I love Facebook, really I do. When I moved from Texas to Tennessee and had literally no friends, it enabled me to have a connection with people, even if only through cyberspace. It’s perfect for sharing good news. I love to hear of friends’ weddings, new babies, new houses, jobs, etc. I love all the birthday wishes I get through Facebook. I’ve witnessed the God’s healing through prayer via Facebook. But what about when the worst happens? Let’s say one of these beautiful lives I’m praying for loses her battle with cancer, or heart disease. I’ll find out through Facebook, I guess. It’s an effective way to impart information quickly to many people. What will be telling is how people will react to such news. What will they do? Will they continue to only have a relationship with someone through a device or will this news precipitate and action on their part?

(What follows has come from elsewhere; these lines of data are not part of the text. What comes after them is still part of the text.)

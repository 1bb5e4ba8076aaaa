//! This module contains the FIRST and FOLLOW set computation.
//! Both computations are standard fixpoints over the productions of the
//! rewritten grammar. The sets are bitsets over the dense terminal id space.

use log::trace;

use super::grammar::Grammar;
use super::terminal_set::TerminalSet;
use super::{SymbolID, TerminalID};

/// The FIRST sets and nullability of all symbols.
#[derive(Debug)]
pub(crate) struct FirstSets {
    first: Vec<TerminalSet>,
    nullable: Vec<bool>,
}

impl FirstSets {
    /// Compute the FIRST sets with the usual fixpoint iteration.
    pub(crate) fn compute(grammar: &Grammar) -> Self {
        let terminal_count = grammar.terminal_count();
        let mut sets = FirstSets {
            first: vec![TerminalSet::new(terminal_count); grammar.symbols.len()],
            nullable: vec![false; grammar.symbols.len()],
        };
        for symbol in &grammar.symbols {
            if symbol.is_terminal() {
                sets.first[symbol.id].insert(grammar.terminal_id_of(symbol.id));
            }
        }
        let mut changed = true;
        while changed {
            changed = false;
            for production in &grammar.productions {
                let mut rhs_nullable = true;
                let mut addition = TerminalSet::new(terminal_count);
                for item in &production.rhs {
                    addition.union_with(&sets.first[item.symbol]);
                    if !sets.nullable[item.symbol] {
                        rhs_nullable = false;
                        break;
                    }
                }
                changed |= sets.first[production.lhs].union_with(&addition);
                if rhs_nullable && !sets.nullable[production.lhs] {
                    sets.nullable[production.lhs] = true;
                    changed = true;
                }
            }
        }
        trace!("FIRST sets computed for {} symbols", grammar.symbols.len());
        sets
    }

    pub(crate) fn first_of(&self, symbol: SymbolID) -> &TerminalSet {
        &self.first[symbol]
    }

    pub(crate) fn is_nullable(&self, symbol: SymbolID) -> bool {
        self.nullable[symbol]
    }

    /// The FIRST set of a symbol sequence and whether the whole sequence is
    /// nullable.
    pub(crate) fn first_of_sequence(
        &self,
        grammar: &Grammar,
        symbols: impl Iterator<Item = SymbolID>,
    ) -> (TerminalSet, bool) {
        let mut first = TerminalSet::new(grammar.terminal_count());
        for symbol in symbols {
            first.union_with(&self.first[symbol]);
            if !self.nullable[symbol] {
                return (first, false);
            }
        }
        (first, true)
    }
}

/// The FOLLOW sets of all nonterminals.
#[derive(Debug)]
pub(crate) struct FollowSets {
    follow: Vec<TerminalSet>,
}

impl FollowSets {
    /// Compute the FOLLOW sets. The end-of-input terminal is seeded into the
    /// FOLLOW set of the augmented goal.
    pub(crate) fn compute(grammar: &Grammar, first_sets: &FirstSets) -> Self {
        let terminal_count = grammar.terminal_count();
        let mut sets = FollowSets {
            follow: vec![TerminalSet::new(terminal_count); grammar.symbols.len()],
        };
        let goal = grammar.goal.expect("grammar is rewritten");
        sets.follow[goal].insert(grammar.eof_terminal());

        let mut changed = true;
        while changed {
            changed = false;
            for production in &grammar.productions {
                for (index, item) in production.rhs.iter().enumerate() {
                    if grammar.sym(item.symbol).is_terminal() {
                        continue;
                    }
                    let (suffix_first, suffix_nullable) = first_sets.first_of_sequence(
                        grammar,
                        production.rhs[index + 1..].iter().map(|i| i.symbol),
                    );
                    changed |= sets.follow[item.symbol].union_with(&suffix_first);
                    if suffix_nullable {
                        let lhs_follow = sets.follow[production.lhs].clone();
                        changed |= sets.follow[item.symbol].union_with(&lhs_follow);
                    }
                }
            }
        }
        sets
    }

    pub(crate) fn follow_of(&self, symbol: SymbolID) -> &TerminalSet {
        &self.follow[symbol]
    }

    /// True if the terminal may follow the nonterminal somewhere.
    #[allow(dead_code)]
    pub(crate) fn contains(&self, symbol: SymbolID, terminal: TerminalID) -> bool {
        self.follow[symbol].contains(terminal)
    }
}

#[cfg(test)]
mod tests {
    use super::*;
    use crate::config::GeneratorConfig;
    use crate::diagnostics::Diagnostics;
    use crate::internal::grammar_parser::parse_grammar;
    use crate::internal::rewriter::rewrite;

    fn grammar_of(text: &str) -> Grammar {
        let config = GeneratorConfig::default();
        let mut diagnostics = Diagnostics::new();
        let mut parsed = parse_grammar(text, &config, &mut diagnostics).unwrap();
        rewrite(&mut parsed.grammar).unwrap();
        parsed.grammar
    }

    fn terminal_of(grammar: &Grammar, name: &str) -> TerminalID {
        let symbol = grammar.find_symbol(name).unwrap();
        grammar.terminal_id_of(symbol)
    }

    #[test]
    fn test_first_of_terminal_is_itself() {
        let grammar = grammar_of("S$ : 'a' ;");
        let first_sets = FirstSets::compute(&grammar);
        let a = grammar.find_symbol("'a'").unwrap();
        let first: Vec<_> = first_sets.first_of(a).iter().collect();
        assert_eq!(first, vec![grammar.terminal_id_of(a)]);
    }

    #[test]
    fn test_first_flows_through_nonterminals() {
        let grammar = grammar_of("S$ : A 'x' ;\nA : 'a' | 'b' ;");
        let first_sets = FirstSets::compute(&grammar);
        let s = grammar.find_symbol("S").unwrap();
        let firsts: Vec<_> = first_sets.first_of(s).iter().collect();
        assert_eq!(
            firsts,
            vec![terminal_of(&grammar, "'a'"), terminal_of(&grammar, "'b'")]
        );
    }

    #[test]
    fn test_nullable_propagation() {
        let grammar = grammar_of("S$ : A B ;\nA : 'a' | ;\nB : 'b' | ;");
        let first_sets = FirstSets::compute(&grammar);
        let s = grammar.find_symbol("S").unwrap();
        let a = grammar.find_symbol("A").unwrap();
        assert!(first_sets.is_nullable(a));
        assert!(first_sets.is_nullable(s));
        // FIRST(S) contains both 'a' and 'b' because A is nullable.
        let firsts: Vec<_> = first_sets.first_of(s).iter().collect();
        assert_eq!(firsts.len(), 2);
    }

    #[test]
    fn test_follow_seeded_with_eof() {
        let grammar = grammar_of("S$ : 'a' ;");
        let first_sets = FirstSets::compute(&grammar);
        let follow_sets = FollowSets::compute(&grammar, &first_sets);
        let goal = grammar.goal.unwrap();
        assert!(follow_sets.follow_of(goal).contains(grammar.eof_terminal()));
        // The user goal is followed by EOF through the augmented production.
        let s = grammar.find_symbol("S").unwrap();
        assert!(follow_sets.follow_of(s).contains(grammar.eof_terminal()));
    }

    #[test]
    fn test_follow_across_productions() {
        let grammar = grammar_of("S$ : A 'x' ;\nA : 'a' ;");
        let first_sets = FirstSets::compute(&grammar);
        let follow_sets = FollowSets::compute(&grammar, &first_sets);
        let a = grammar.find_symbol("A").unwrap();
        assert!(follow_sets
            .follow_of(a)
            .contains(terminal_of(&grammar, "'x'")));
    }

    #[test]
    fn test_follow_of_nullable_suffix_includes_lhs_follow() {
        let grammar = grammar_of("S$ : A B 'x' ;\nA : 'a' ;\nB : | 'b' ;");
        let first_sets = FirstSets::compute(&grammar);
        let follow_sets = FollowSets::compute(&grammar, &first_sets);
        let a = grammar.find_symbol("A").unwrap();
        // B is nullable, so 'x' is in FOLLOW(A) next to FIRST(B).
        assert!(follow_sets
            .follow_of(a)
            .contains(terminal_of(&grammar, "'b'")));
        assert!(follow_sets
            .follow_of(a)
            .contains(terminal_of(&grammar, "'x'")));
    }

    #[test]
    fn test_error_terminal_in_follow_where_used() {
        let grammar = grammar_of("S$ : A %error 'x' ;\nA : 'a' ;");
        let first_sets = FirstSets::compute(&grammar);
        let follow_sets = FollowSets::compute(&grammar, &first_sets);
        let a = grammar.find_symbol("A").unwrap();
        let error_terminal = grammar.terminal_id_of(grammar.error);
        assert!(follow_sets.follow_of(a).contains(error_terminal));
    }
}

My mother called me to inform me that a friend’s father had suddenly passed away this morning. A short time later I was on Facebook and discovered that before this man had been gone 6 hours, cyberspace is aflutter with news of his passing.
Curious, I looked at my friend’s Facebook wall and it was overflowing with condolence messages. I’m just not sure how I feel about that. Many of the messages were from people in my hometown. So, unlike me, who lives 500 miles away, people who she probably sees regularly are using Social Media to send condolences.
For all its usefulness, Facebook has made us enamored with ourselves, narcissistic even. When Steve Jobs died or Michael Jackson, or Osama bin Laden, it was as if there was a race as to who could be the first person to post this in his or her status. I know I’ve done it too (Casey Anthony and Amanda Knox).
Technology is great, but we shouldn’t lose our human connection to social media. Iphones, Computers, Droids, Blackberries and the like should enhance our relationships with people and not replace them.